1

suppose I run a slurm job with the following configuration:

   #!/bin/bash

    #SBATCH --nodes=1                                # set the number of nodes
    #SBATCH --ntasks=1                               # Run a single task    
    #SBATCH --cpus-per-task=4                       # Number of CPU cores per task
    #SBATCH --time=26:59:00                          # set max wallclock time 
    #SBATCH --mem=16000M                             # set memory limit per node

    #SBATCH --job-name=myjobname                 # set name of job
    #SBATCH --mail-type=ALL                          # mail alert at start, end and abortion of execution
    #SBATCH --mail-user=sb@sw.com              # send mail to this address
    #SBATCH --output=/path/to/output/%x-%j.out  # set output path

    echo ' mem: ' $SLURM_MEM 
    echo '\n nodes: ' $SLURM_NODES
    echo '\n ntasks: ' $SLURM_NTASKS
    echo '\n cpus: ' $SLURM_CPUS_PER_TASK
    echo '\n time: ' $SLURM_TIME

I want to save the configuration of this job such as 'time, memory, number of tasks' so after the job finished I know under what configuration the job was executed.

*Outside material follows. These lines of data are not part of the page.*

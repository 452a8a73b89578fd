use axum::{extract::State, routing::post, Router};

use crate::state::AppState;

pub fn router() -> Router<AppState> {
    Router::new().route("/", post(mutate))
}

async fn mutate(State(state): State<AppState>) -> &'static str {
    state.latency.sleep(1.1).await;
    "Ok"
}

So I decided to print these variables in output file, however there is nothing for time and memory in output:

\n nodes:
\n ntasks:  1
\n cpus:  1
\n time:

Does anyone knows a better way? or how to refer to time and memory?

Maryam Hnr
  • 145
  • 2
  • 7

1 Answers1

1

You can dump a lot of information about your job with scontrol show job <job_id>. This will give you among other memory requested. This will not however give you the actual memory usage. For that you will need to use sacct -l -j <job_id>.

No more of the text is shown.